Die folgende Tabelle fasst die zentralen Vor- und Nachteile dieses Vorgehens zusammen:
| Vorteile | Nachteile |
| Reduziert das mit großen Migrationen verbundene Risiko. | Erfordert ein tiefes Verständnis des gesamten Geschäfts, um Funktionen korrekt zu identifizieren. |
| Führt zu einer stabilen, zukunftsfähigen Microservices-Architektur. | Erhöhte Komplexität bei der Koordination von Teams und Diensten, insbesondere bei zirkulären Abhängigkeiten zwischen den neuen Microservices. |
| Entwicklungsteams arbeiten funktionsübergreifend und wertorientiert. | Die Abstimmung der Teams auf die exakten Funktionen der Endbenutzer kann sich als schwierig erweisen. |
Umstieg auf Cloud- und SaaS-ERP-Lösungen
Der Trend zur Nutzung von Cloud-basierten ERP-Lösungen ist unverkennbar, wenngleich jedoch eine reine „Alles in die Cloud“-Strategie selten ist. Stattdessen ermöglicht diese hybride Strategie Unternehmen, sich dem Thema Cloud behutsam zu nähern, indem der bestehende On-Premises-ERP-Kern beibehalten und durch neue, flexible Cloud-Funktionen erweitert wird, um somit die Vorteile beider Welten zu kombinieren.
Die Hauptgründe für die Einführung einer Cloud-Strategie :
- Kürzere Implementierungszeit: schnellere Inbetriebnahme im Vergleich zu On-Premises-Installationen ein entscheidender Vorteil.

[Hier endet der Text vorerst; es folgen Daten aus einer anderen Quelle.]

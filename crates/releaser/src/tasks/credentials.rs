//! Git credentials resolved from Kubernetes Secrets

use crate::crds::SecretRef;
use crate::tasks::config::AuthorConfig;
use crate::tasks::types::Result;
use k8s_openapi::api::core::v1::Secret;
use kube::{Api, Client};
use std::fmt;
use tracing::{debug, warn};

pub const BASIC_AUTH_TYPE: &str = "kubernetes.io/basic-auth";
pub const SSH_AUTH_TYPE: &str = "kubernetes.io/ssh-auth";

const USERNAME_KEY: &str = "username";
const PASSWORD_KEY: &str = "password";
const SSH_PRIVATE_KEY: &str = "ssh-privatekey";

#[derive(Clone, Default, PartialEq, Eq)]
pub enum Credentials {
    #[default]
    Anonymous,
    Basic {
        username: String,
        password: String,
    },
    SshKey {
        private_key: String,
    },
}

// Secret material never reaches logs.
impl fmt::Debug for Credentials {
    fn fmt(&self, f: &mut fmt::Formatter<'_>) -> fmt::Result {
        match self {
            Credentials::Anonymous => f.write_str("Anonymous"),
            Credentials::Basic { username, .. } => f
                .debug_struct("Basic")
                .field("username", username)
                .field("password", &"<redacted>")
                .finish(),
            Credentials::SshKey { .. } => f.write_str("SshKey(<redacted>)"),
        }
    }
}

/// Identity recorded on tags and commits
#[derive(Debug, Clone, PartialEq, Eq)]
pub struct Author {
    pub name: String,
    pub email: String,
}

impl From<&AuthorConfig> for Author {
    fn from(config: &AuthorConfig) -> Self {
        Author {
            name: config.name.clone(),
            email: config.email.clone(),
        }
    }
}

impl Credentials {
    /// Interpret a Secret by its type; unsupported types are anonymous.
    pub fn from_secret(secret: &Secret) -> Self {
        let field = |key: &str| {
            secret
                .data
                .as_ref()
                .and_then(|data| data.get(key))
                .map(|value| String::from_utf8_lossy(&value.0).into_owned())
                .or_else(|| {
                    secret
                        .string_data
                        .as_ref()
                        .and_then(|data| data.get(key))
                        .cloned()
                })
                .unwrap_or_default()
        };

        match secret.type_.as_deref() {
            Some(BASIC_AUTH_TYPE) => Credentials::Basic {
                username: field(USERNAME_KEY),
                password: field(PASSWORD_KEY),
            },
            Some(SSH_AUTH_TYPE) => Credentials::SshKey {
                private_key: field(SSH_PRIVATE_KEY),
            },
            other => {
                debug!(secret_type = ?other, "Secret type carries no git credentials");
                Credentials::Anonymous
            }
        }
    }

    pub fn username(&self) -> Option<&str> {
        match self {
            Credentials::Basic { username, .. } if !username.is_empty() => Some(username),
            _ => None,
        }
    }

    /// Provider API token; the basic-auth password doubles as one.
    pub fn token(&self) -> Option<String> {
        match self {
            Credentials::Basic { password, .. } if !password.is_empty() => Some(password.clone()),
            _ => None,
        }
    }

    /// Author derived from the username, else `fallback`.
    pub fn author(&self, fallback: &Author) -> Author {
        match self.username() {
            Some(user) => Author {
                name: user.to_string(),
                email: format!("{user}@users.noreply.github.com"),
            },
            None => fallback.clone(),
        }
    }
}

/// Fetch and interpret the referenced Secret. No reference means anonymous.
pub async fn load_credentials(
    client: &Client,
    secret_ref: Option<&SecretRef>,
    default_namespace: &str,
) -> Result<Credentials> {
    let Some(secret_ref) = secret_ref.filter(|s| !s.name.is_empty()) else {
        return Ok(Credentials::Anonymous);
    };

    let namespace = secret_ref
        .namespace
        .as_deref()
        .filter(|ns| !ns.is_empty())
        .unwrap_or(default_namespace);
    let secrets: Api<Secret> = Api::namespaced(client.clone(), namespace);
    let secret = secrets.get(&secret_ref.name).await?;

    let credentials = Credentials::from_secret(&secret);
    if credentials == Credentials::Anonymous {
        warn!(
            secret = %secret_ref.name,
            namespace = %namespace,
            "Secret is neither basic-auth nor ssh-auth, using anonymous access"
        );
    }
    Ok(credentials)
}

#[cfg(test)]
mod tests {
    use super::*;
    use k8s_openapi::ByteString;
    use std::collections::BTreeMap;

    fn secret(type_: &str, data: &[(&str, &str)]) -> Secret {
        Secret {
            type_: Some(type_.to_string()),
            data: Some(
                data.iter()
                    .map(|(k, v)| ((*k).to_string(), ByteString(v.as_bytes().to_vec())))
                    .collect::<BTreeMap<_, _>>(),
            ),
            ..Secret::default()
        }
    }

    fn fallback() -> Author {
        Author {
            name: "ks-releaser".to_string(),
            email: "bot@example.com".to_string(),
        }
    }

    #[test]
    fn test_basic_auth_secret() {
        let creds = Credentials::from_secret(&secret(
            BASIC_AUTH_TYPE,
            &[("username", "octocat"), ("password", "ghp_token")],
        ));
        assert_eq!(creds.username(), Some("octocat"));
        assert_eq!(creds.token().as_deref(), Some("ghp_token"));

        let author = creds.author(&fallback());
        assert_eq!(author.name, "octocat");
        assert_eq!(author.email, "octocat@users.noreply.github.com");
        assert!(!format!("{creds:?}").contains("ghp_token"));
    }

    #[test]
    fn test_ssh_and_other_secrets() {
        let ssh = Credentials::from_secret(&secret(SSH_AUTH_TYPE, &[("ssh-privatekey", "key")]));
        assert!(matches!(ssh, Credentials::SshKey { .. }));
        assert_eq!(ssh.token(), None);
        assert_eq!(ssh.author(&fallback()), fallback());

        let opaque = Credentials::from_secret(&secret("Opaque", &[("token", "x")]));
        assert_eq!(opaque, Credentials::Anonymous);
    }
}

- Möglichkeit zur Überführung vorhandener Prozesse: Die Option, etablierte und bewährte Prozesse in die Cloud zu überführen
- Reduzierung der IT-Kosten: die Senkung der Betriebs- und Wartungskosten der primäre Treiber.
- Mobiler und ortsunabhängiger Zugriff: Die Möglichkeit, jederzeit und von überall auf Daten und Funktionen zugreifen zu können
Risiken und typische Fallen bei der ERP-Modernisierung
ERP-Einführungsprojekte sind hochkomplex, und daher ist das Risiko einer Fehlimplementierung erheblich. Tatsächlich kann ein Scheitern nicht nur zu Budgetüberschreitungen führen, sondern auch den operativen Betrieb empfindlich stören. Folglich ist ein proaktives und strukturiertes Risikomanagement kein optionaler Zusatz, sondern vielmehr ein entscheidender Erfolgsfaktor. Die Risiken lassen sich dabei in allgemeine Projektrisiken und strategiespezifische Fallstricke unterteilen.
Allgemeine Projektrisiken
Folgende allgemeine Risikobereiche identifizieren:
- Organisatorische Risiken: Hierzu zählen ein Mangel an qualifiziertem Personal für das Projekt oder unvorhergesehene Mitarbeiterengpässe, die den Projektfortschritt gefährden.
- Technische Risiken: Ein typisches technisches Risiko ist die Inkompatibilität des neuen Systems mit der bestehenden IT-Infrastruktur, was zu unvorhergesehenen Integrationsproblemen führen kann.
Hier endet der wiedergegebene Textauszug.